[Extracted entries — start]

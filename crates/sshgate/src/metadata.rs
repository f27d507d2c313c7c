//! Metadata passed to backend hooks.
//!
//! Metadata grows as a connection progresses: [`ConnectionMetadata`] exists
//! from accept, [`AuthPendingMetadata`] adds the username the client offered,
//! [`AuthenticatedMetadata`] adds what the backend decided, and
//! [`ChannelMetadata`] pins it to one channel.

use std::collections::BTreeMap;
use std::fmt;
use std::net::SocketAddr;
use std::sync::OnceLock;
use std::sync::atomic::{AtomicU32, AtomicU64, Ordering};

/// Process-unique connection identifier.
///
/// Sixteen lowercase hex digits: a random per-process salt followed by a
/// counter.
#[derive(Debug, Clone, PartialEq, Eq, Hash, PartialOrd, Ord)]
pub struct ConnectionId(String);

static SALT: OnceLock<u32> = OnceLock::new();
static NEXT: AtomicU32 = AtomicU32::new(0);

impl ConnectionId {
    /// Allocate the next identifier.
    #[must_use]
    pub fn generate() -> Self {
        let salt = *SALT.get_or_init(rand::random::<u32>);
        let counter = NEXT.fetch_add(1, Ordering::Relaxed);
        Self(format!("{salt:08x}{counter:08x}"))
    }

    /// The identifier as a string.
    #[must_use]
    pub fn as_str(&self) -> &str {
        &self.0
    }
}

impl fmt::Display for ConnectionId {
    fn fmt(&self, f: &mut fmt::Formatter<'_>) -> fmt::Result {
        f.write_str(&self.0)
    }
}

/// Metadata known as soon as a socket is accepted.
#[derive(Debug, Clone)]
pub struct ConnectionMetadata {
    /// Connection identifier.
    pub connection_id: ConnectionId,
    /// Address of the client.
    pub remote_address: SocketAddr,
    /// Address the client connected to.
    pub local_address: Option<SocketAddr>,
    /// Free-form values set by backends.
    pub metadata: BTreeMap<String, String>,
}

impl ConnectionMetadata {
    /// Metadata for a freshly accepted socket.
    #[must_use]
    pub fn new(
        connection_id: ConnectionId,
        remote_address: SocketAddr,
        local_address: Option<SocketAddr>,
    ) -> Self {
        Self {
            connection_id,
            remote_address,
            local_address,
            metadata: BTreeMap::new(),
        }
    }

    /// Attach the username the client is authenticating as.
    #[must_use]
    pub fn start_auth(&self, username: impl Into<String>) -> AuthPendingMetadata {
        AuthPendingMetadata {
            connection: self.clone(),
            username: username.into(),
        }
    }
}

/// Metadata during an authentication attempt.
#[derive(Debug, Clone)]
pub struct AuthPendingMetadata {
    /// Connection this attempt belongs to.
    pub connection: ConnectionMetadata,
    /// Username the client offered.
    pub username: String,
}

impl AuthPendingMetadata {
    /// Metadata for a successful attempt, authenticated under `username`.
    #[must_use]
    pub fn authenticated_as(&self, username: impl Into<String>) -> AuthenticatedMetadata {
        AuthenticatedMetadata {
            connection: self.connection.clone(),
            username: self.username.clone(),
            authenticated_username: username.into(),
            client_version: None,
        }
    }

    /// Metadata for an attempt that authenticated as the offered username.
    #[must_use]
    pub fn accepted(&self) -> AuthenticatedMetadata {
        self.authenticated_as(self.username.clone())
    }

    /// Metadata for an attempt that did not authenticate.
    #[must_use]
    pub fn rejected(&self) -> AuthenticatedMetadata {
        self.authenticated_as(String::new())
    }
}

/// Metadata after authentication.
#[derive(Debug, Clone)]
pub struct AuthenticatedMetadata {
    /// Connection metadata.
    pub connection: ConnectionMetadata,
    /// Username the client offered.
    pub username: String,
    /// Username the backend authenticated the client as.
    pub authenticated_username: String,
    /// The client's version banner, once the transport reports it.
    pub client_version: Option<String>,
}

impl AuthenticatedMetadata {
    /// The connection identifier.
    #[must_use]
    pub const fn connection_id(&self) -> &ConnectionId {
        &self.connection.connection_id
    }

    /// Metadata for one channel on this connection.
    #[must_use]
    pub fn channel(&self, channel_id: u64) -> ChannelMetadata {
        ChannelMetadata {
            connection: self.clone(),
            channel_id,
        }
    }
}

/// Metadata for a single channel.
#[derive(Debug, Clone)]
pub struct ChannelMetadata {
    /// The authenticated connection.
    pub connection: AuthenticatedMetadata,
    /// Connection-scoped channel identifier.
    pub channel_id: u64,
}

/// Connection-scoped channel id counter.
///
/// Shared by inbound channels and channels the server opens towards the
/// client, so ids never collide within a connection.
#[derive(Debug, Default)]
pub(crate) struct ChannelIds(AtomicU64);

impl ChannelIds {
    pub(crate) fn next(&self) -> u64 {
        self.0.fetch_add(1, Ordering::Relaxed)
    }
}
//! Environment-based configuration overrides.

use std::collections::HashMap;
use std::time::Duration;

use super::ServerConfig;
use crate::error::{Result, ServerError};

/// Environment configuration prefix.
pub const DEFAULT_PREFIX: &str = "SSHGATE";

/// Environment variable reader.
#[derive(Debug, Clone)]
pub struct EnvConfig {
    /// Prefix for environment variables.
    prefix: String,
    /// Fixed values used instead of the process environment.
    source: Option<HashMap<String, String>>,
}

impl Default for EnvConfig {
    fn default() -> Self {
        Self::new(DEFAULT_PREFIX)
    }
}

impl EnvConfig {
    /// Create a reader for the process environment.
    #[must_use]
    pub fn new(prefix: impl Into<String>) -> Self {
        Self {
            prefix: prefix.into(),
            source: None,
        }
    }

    /// Create a reader over fixed values, keyed by full variable name.
    #[must_use]
    pub fn from_map(prefix: impl Into<String>, values: HashMap<String, String>) -> Self {
        Self {
            prefix: prefix.into(),
            source: Some(values),
        }
    }

    /// Build the full environment variable name.
    fn var_name(&self, name: &str) -> String {
        if self.prefix.is_empty() {
            name.to_uppercase()
        } else {
            format!("{}_{}", self.prefix, name.to_uppercase())
        }
    }

    /// Get a string value.
    #[must_use]
    pub fn get(&self, name: &str) -> Option<String> {
        let var_name = self.var_name(name);
        match &self.source {
            Some(values) => values.get(&var_name).cloned(),
            None => std::env::var(&var_name).ok(),
        }
    }

    /// Get a parsed value.
    pub fn parse<T: std::str::FromStr>(&self, name: &str) -> Result<Option<T>> {
        self.get(name)
            .map(|v| {
                v.parse().map_err(|_| {
                    ServerError::config(format!("{}: cannot parse {v:?}", self.var_name(name)))
                })
            })
            .transpose()
    }

    /// Get a boolean value.
    #[must_use]
    pub fn bool(&self, name: &str) -> Option<bool> {
        self.get(name).map(|v| {
            matches!(
                v.to_lowercase().as_str(),
                "1" | "true" | "yes" | "on" | "enabled"
            )
        })
    }

    /// Get a duration in seconds.
    pub fn duration_secs(&self, name: &str) -> Result<Option<Duration>> {
        Ok(self.parse::<u64>(name)?.map(Duration::from_secs))
    }

    /// Check if a variable is set.
    #[must_use]
    pub fn is_set(&self, name: &str) -> bool {
        self.get(name).is_some()
    }

    /// Apply every override that is set to `config`.
    pub fn apply(&self, config: &mut ServerConfig) -> Result<()> {
        if let Some(listen) = self.get("LISTEN") {
            config.listen = listen;
        }
        if let Some(version) = self.get("SERVER_VERSION") {
            config.server_version = version;
        }
        if let Some(banner) = self.get("BANNER") {
            config.banner = banner;
        }
        if let Some(interval) = self.duration_secs("KEEPALIVE_INTERVAL")? {
            config.keepalive.interval = interval;
        }
        if let Some(max) = self.parse("KEEPALIVE_MAX_MISSED")? {
            config.keepalive.max_missed = max;
        }
        if let Some(timeout) = self.duration_secs("SHUTDOWN_TIMEOUT")? {
            config.shutdown_timeout = timeout;
        }
        if let Some(forwarding) = self.bool("FORWARDING") {
            config.forwarding = forwarding;
        }
        Ok(())
    }
}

[Extracted entries — finish]

Please print the lines from the start of the records up to and including the line with "to one channel.", copying each one exactly and leaving out the rest.

## The completed task
filename crates/sshgate/src/metadata.rs
repository f27d507d2c313c7c
//! Metadata passed to backend hooks.
//!
//! Metadata grows as a connection progresses: [`ConnectionMetadata`] exists
//! from accept, [`AuthPendingMetadata`] adds the username the client offered,
//! [`AuthenticatedMetadata`] adds what the backend decided, and
//! [`ChannelMetadata`] pins it to one channel.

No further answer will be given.